Une tentative de définition de la notion d’efficacité de la dépense publique – Partie I :
Chapitre I : Une approche moderne de la gestion publique basée sur des caractéristiques économiques
La mise en place de la modernité de la gestion publique est un travail long et une des priorités en matière de développement de la gestion publique.

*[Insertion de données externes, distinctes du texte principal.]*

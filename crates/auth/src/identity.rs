use serde::{Deserialize, Serialize};

use campus_core::{DomainError, DomainResult};

use crate::Role;

/// The persisted record describing a signed-in user.
///
/// # Invariants
/// - `institution` and `subjects` are present iff `role == Teacher` and the
///   identity came from the signup path that collects them.
/// - For `Student` they are always absent.
///
/// Serialized with camelCase field names; absent optionals are omitted, not
/// written as null.
#[derive(Debug, Clone, PartialEq, Eq, Serialize, Deserialize)]
#[serde(rename_all = "camelCase")]
pub struct Identity {
    pub email: String,
    pub display_name: String,
    pub role: Role,
    #[serde(default, skip_serializing_if = "Option::is_none")]
    pub institution: Option<String>,
    #[serde(default, skip_serializing_if = "Option::is_none")]
    pub subjects: Option<String>,
}

impl Identity {
    pub fn student(email: impl Into<String>, display_name: impl Into<String>) -> Self {
        Self {
            email: email.into(),
            display_name: display_name.into(),
            role: Role::Student,
            institution: None,
            subjects: None,
        }
    }

    /// Teacher identity without profile fields (the login path collects none).
    pub fn teacher(email: impl Into<String>, display_name: impl Into<String>) -> Self {
        Self {
            email: email.into(),
            display_name: display_name.into(),
            role: Role::Teacher,
            institution: None,
            subjects: None,
        }
    }

    /// Teacher identity from the signup path, which collects both profile fields.
    pub fn teacher_with_profile(
        email: impl Into<String>,
        display_name: impl Into<String>,
        institution: impl Into<String>,
        subjects: impl Into<String>,
    ) -> Self {
        Self {
            email: email.into(),
            display_name: display_name.into(),
            role: Role::Teacher,
            institution: Some(institution.into()),
            subjects: Some(subjects.into()),
        }
    }

    /// Check the role/profile invariant.
    pub fn validate(&self) -> DomainResult<()> {
        if self.role == Role::Student && (self.institution.is_some() || self.subjects.is_some()) {
            return Err(DomainError::invariant(
                "student identity cannot carry teacher profile fields",
            ));
        }
        Ok(())
    }
}
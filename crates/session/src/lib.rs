//! `campus-session` — durable "who is logged in" state.
//!
//! A storage trait plus in-memory and file-backed implementations.
//! Components depend on the [`SessionStore`] capability, never on a
//! concrete backend.

mod codec;
pub mod file;
pub mod memory;
pub mod store;

pub use file::FileSessionStore;
pub use memory::InMemorySessionStore;
pub use store::{SessionStore, SessionStoreError};
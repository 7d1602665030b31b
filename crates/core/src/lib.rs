//! `campus-core` — domain foundation building blocks.
//!
//! This crate contains **pure domain** primitives (no storage or UI concerns).

pub mod error;

pub use error::{DomainError, DomainResult};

M. Jean Pierre WEISS15 exprime parfaitement cette idée lors de l’élaboration du guide d’auto- évaluation du contrôle de gestion à l’usage des administrations d’Etat : « Les matériaux commencent à être livrés, le panneau annonçant le chantier est sur le point d’être posé, avec une date de début des travaux. Les ouvriers ont envie de construire la maison et ses habitants aspirent à l’occuper. Cela devra sans doute se faire par étapes successives. Les derniers étages ne seront pas achevés avant longtemps, mais le confort des premiers étages sera supérieur à celui des demeures actuelles. Cela encouragera donc à poursuivre le chantier. Les ouvriers s’appellent les agents du service public, les habitants sont les citoyens, les usagers, les contribuables. Le panneau annonce l’ouverture d’un grand chantier baptisé la modernisation de la gestion publique. La maison s’appelle le service public citoyen et on la trouve dans la rue de la démocratie »16.

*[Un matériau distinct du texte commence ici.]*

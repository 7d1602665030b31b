use campus_auth::Role;

use crate::Field;

/// View mode of the credential form.
#[derive(Debug, Copy, Clone, PartialEq, Eq)]
pub enum Mode {
    Login,
    Signup,
}

/// The shape of the form: which fields are required.
///
/// A pure function of `(mode, role selection)`, modeled as a tagged union
/// so each variant carries its own required-field set instead of optional
/// fields and imperative branching.
#[derive(Debug, Copy, Clone, PartialEq, Eq)]
pub enum FormShape {
    Login,
    StudentSignup,
    TeacherSignup,
    /// Signup before a role has been picked: the common signup fields plus
    /// the role choice itself are required.
    RoleUnchosen,
}

impl FormShape {
    pub fn of(mode: Mode, role_selection: Option<Role>) -> Self {
        match (mode, role_selection) {
            (Mode::Login, _) => FormShape::Login,
            (Mode::Signup, Some(Role::Student)) => FormShape::StudentSignup,
            (Mode::Signup, Some(Role::Teacher)) => FormShape::TeacherSignup,
            (Mode::Signup, None) => FormShape::RoleUnchosen,
        }
    }

    pub fn required_fields(&self) -> &'static [Field] {
        match self {
            FormShape::Login => &[Field::Email, Field::Password, Field::Role],
            FormShape::StudentSignup | FormShape::RoleUnchosen => &[
                Field::Email,
                Field::Password,
                Field::ConfirmPassword,
                Field::FullName,
                Field::Role,
            ],
            FormShape::TeacherSignup => &[
                Field::Email,
                Field::Password,
                Field::ConfirmPassword,
                Field::FullName,
                Field::Institution,
                Field::Subjects,
                Field::Role,
            ],
        }
    }

    pub fn requires(&self, field: Field) -> bool {
        self.required_fields().contains(&field)
    }
}
#[cfg(test)]
mod tests {
    use super::*;

    fn filled_student_signup() -> FormController {
        let mut form = FormController::unified(Mode::Signup);
        form.select_role(Role::Student);
        form.field_changed(Field::Email, "a@b.com");
        form.field_changed(Field::Password, "Passw0rd!");
        form.field_changed(Field::ConfirmPassword, "Passw0rd!");
        form.field_changed(Field::FullName, "alice");
        form
    }

    #[test]
    fn blur_sets_error_and_edit_clears_it() {
        let mut form = FormController::unified(Mode::Login);

        form.field_changed(Field::Email, "not-an-email");
        form.field_blurred(Field::Email);
        assert!(form.errors().contains_key(&Field::Email));

        // Editing the field clears the stale message immediately.
        form.field_changed(Field::Email, "not-an-email-still");
        assert!(!form.errors().contains_key(&Field::Email));
    }

    #[test]
    fn blur_on_valid_field_clears_previous_error() {
        let mut form = FormController::unified(Mode::Login);

        form.field_blurred(Field::Email);
        assert!(form.errors().contains_key(&Field::Email));

        form.field_changed(Field::Email, "a@b.com");
        form.field_blurred(Field::Email);
        assert!(!form.errors().contains_key(&Field::Email));
    }

    #[test]
    fn confirmation_mismatch_is_flagged_live() {
        let mut form = FormController::unified(Mode::Signup);
        form.select_role(Role::Student);

        form.field_changed(Field::Password, "Passw0rd!");
        form.field_changed(Field::ConfirmPassword, "Passw0rd!");
        assert!(!form.errors().contains_key(&Field::ConfirmPassword));

        // Editing the *password* re-flags the confirmation without a blur.
        form.field_changed(Field::Password, "Changed1!");
        assert!(form.errors().contains_key(&Field::ConfirmPassword));

        form.field_changed(Field::ConfirmPassword, "Changed1!");
        assert!(!form.errors().contains_key(&Field::ConfirmPassword));
    }

    #[test]
    fn switching_mode_discards_values_and_errors() {
        let mut form = FormController::unified(Mode::Signup);
        form.field_changed(Field::Email, "half-typed");
        form.field_blurred(Field::Email);
        assert!(form.errors().contains_key(&Field::Email));

        form.switch_mode(Mode::Login);

        assert_eq!(form.value(Field::Email), "");
        assert!(form.errors().is_empty());
        assert_eq!(form.mode(), Mode::Login);
    }

    #[test]
    fn switching_mode_rotates_the_quote() {
        let mut form = FormController::unified(Mode::Login);
        let before = form.quote();

        form.switch_mode(Mode::Signup);
        assert_ne!(form.quote(), before);

        // Switching to the current mode is a no-op.
        let current = form.quote();
        form.switch_mode(Mode::Signup);
        assert_eq!(form.quote(), current);
    }

    #[test]
    fn submit_reports_every_failing_field_at_once() {
        let mut form = FormController::unified(Mode::Signup);

        let errors = form.submit().unwrap_err();

        assert!(errors.contains_key(&Field::Email));
        assert!(errors.contains_key(&Field::Password));
        assert!(errors.contains_key(&Field::ConfirmPassword));
        assert!(errors.contains_key(&Field::FullName));
        assert!(errors.contains_key(&Field::Role));
        assert_eq!(form.phase(), Phase::Rejected);
    }

    #[test]
    fn login_submit_validates_all_required_fields() {
        let mut form = FormController::unified(Mode::Login);
        form.field_changed(Field::Email, "a@b.com");

        let errors = form.submit().unwrap_err();
        assert!(!errors.contains_key(&Field::Email));
        assert!(errors.contains_key(&Field::Password));
        assert!(errors.contains_key(&Field::Role));
    }

    #[test]
    fn rejected_submit_can_be_retried() {
        let mut form = filled_student_signup();
        form.field_changed(Field::Password, "abc123");
        form.field_changed(Field::ConfirmPassword, "abc123");

        assert!(form.submit().is_err());
        assert_eq!(form.phase(), Phase::Rejected);

        form.field_changed(Field::Password, "abc123!");
        form.field_changed(Field::ConfirmPassword, "abc123!");
        assert!(form.submit().is_ok());
        assert_eq!(form.phase(), Phase::Committed);
    }

    #[test]
    fn student_signup_commits_identity_without_profile_fields() {
        let mut form = filled_student_signup();

        let identity = form.submit().unwrap();

        assert_eq!(identity.email, "a@b.com");
        assert_eq!(identity.display_name, "alice");
        assert_eq!(identity.role, Role::Student);
        assert!(identity.institution.is_none());
        assert!(identity.subjects.is_none());
        assert_eq!(form.phase(), Phase::Committed);
        assert!(form.errors().is_empty());
    }

    #[test]
    fn teacher_signup_requires_institution() {
        let mut form = FormController::unified(Mode::Signup);
        form.select_role(Role::Teacher);
        form.field_changed(Field::Email, "t@school.edu");
        form.field_changed(Field::Password, "Passw0rd!");
        form.field_changed(Field::ConfirmPassword, "Passw0rd!");
        form.field_changed(Field::FullName, "Prof. T");
        form.field_changed(Field::Subjects, "Physics");

        let errors = form.submit().unwrap_err();

        assert!(errors.contains_key(&Field::Institution));
        assert!(!errors.contains_key(&Field::Subjects));
        assert_eq!(form.phase(), Phase::Rejected);
    }

    #[test]
    fn teacher_signup_commits_profile_fields() {
        let mut form = FormController::unified(Mode::Signup);
        form.select_role(Role::Teacher);
        form.field_changed(Field::Email, "t@school.edu");
        form.field_changed(Field::Password, "Passw0rd!");
        form.field_changed(Field::ConfirmPassword, "Passw0rd!");
        form.field_changed(Field::FullName, "Prof. T");
        form.field_changed(Field::Institution, "Hillview High");
        form.field_changed(Field::Subjects, "Physics");

        let identity = form.submit().unwrap();

        assert_eq!(identity.role, Role::Teacher);
        assert_eq!(identity.institution.as_deref(), Some("Hillview High"));
        assert_eq!(identity.subjects.as_deref(), Some("Physics"));
    }

    #[test]
    fn teacher_login_commits_identity_without_profile_fields() {
        let mut form = FormController::unified(Mode::Login);
        form.select_role(Role::Teacher);
        form.field_changed(Field::Email, "t@school.edu");
        form.field_changed(Field::Password, "Passw0rd!");

        let identity = form.submit().unwrap();

        assert_eq!(identity.role, Role::Teacher);
        assert!(identity.institution.is_none());
        assert!(identity.subjects.is_none());
        // No name collected on login; the email's local part stands in.
        assert_eq!(identity.display_name, "t");
    }

    #[test]
    fn fixed_role_form_needs_no_role_selection() {
        let mut form = FormController::with_fixed_role(Mode::Login, Role::Teacher);
        form.field_changed(Field::Email, "t@school.edu");
        form.field_changed(Field::Password, "Passw0rd!");

        let identity = form.submit().unwrap();
        assert_eq!(identity.role, Role::Teacher);
    }

    #[test]
    fn fixed_role_form_ignores_role_selection_calls() {
        let mut form = FormController::with_fixed_role(Mode::Login, Role::Teacher);
        form.select_role(Role::Student);
        assert_eq!(form.role_selection(), Some(Role::Teacher));
    }

    #[test]
    fn changing_role_drops_errors_on_fields_no_longer_required() {
        let mut form = FormController::unified(Mode::Signup);
        form.select_role(Role::Teacher);
        form.field_blurred(Field::Institution);
        assert!(form.errors().contains_key(&Field::Institution));

        form.select_role(Role::Student);
        assert!(!form.errors().contains_key(&Field::Institution));
    }

    #[test]
    fn committed_email_is_trimmed_and_lowercased() {
        let mut form = filled_student_signup();
        form.field_changed(Field::Email, "  Alice@B.COM ");

        let identity = form.submit().unwrap();
        assert_eq!(identity.email, "alice@b.com");
    }
}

Ce premier chapitre se proposera de dégager la notion de l’efficacité de la dépense publique tant au niveau des services de l’Etat que dans les collectivités territoriales car la recherche de la modernité n’est pas une conception purement étatique, ce souci semble avoir envahi toutes les administrations françaises.
La modernité de la gestion passe par l’introduction de techniques qui ont fait leur preuve dans le secteur privé notamment celles qui vont être liées à l’efficacité, terme significatif dans la politique de développement de l’entreprise privée (Section I).
Corrélativement, la mise en œuvre d’outils de contrôle, permettant d’asseoir les choix envisagés dans une approche qualitative, provient également du secteur privé et tend à se développer dans le public (Section II).
Section I : L’introduction du terme d’efficacité dans la sphère administrative
Depuis une quarantaine d’années, une intense activité est menée au sein des services administratifs de l’Etat et des collectivités locales afin d’améliorer la gestion. Ceci s’est traduit par la nécessité d’un changement de perspective de l’administration inséré dans un cadre de management rendant la gestion de l’administration plus efficace (§ 1.) et, parallèlement, a conduit à l’évaluation des politiques publiques qui constitue le deuxième axe sue la voie de la modernité (§ 2.).
Paragraphe 1 : L’émergence du management public
Selon Jacques MARSAUD, « Depuis quelques années, on assiste dans les collectivités territoriales à une certaine évolution de la gestion dont les caractéristiques et la tendance par rapport à la période passée peuvent laisser penser à une réorientation » 17. En effet, la dualité entre le public et le privé n’est plus aussi stricte malgré le fait que la définition des termes ne tend pas à rapprocher ces deux notions. De plus, les collectivités vont évoluer en s’inspirant des démarches utilisées dans le secteur privé, les adaptant à leurs propres spécificités.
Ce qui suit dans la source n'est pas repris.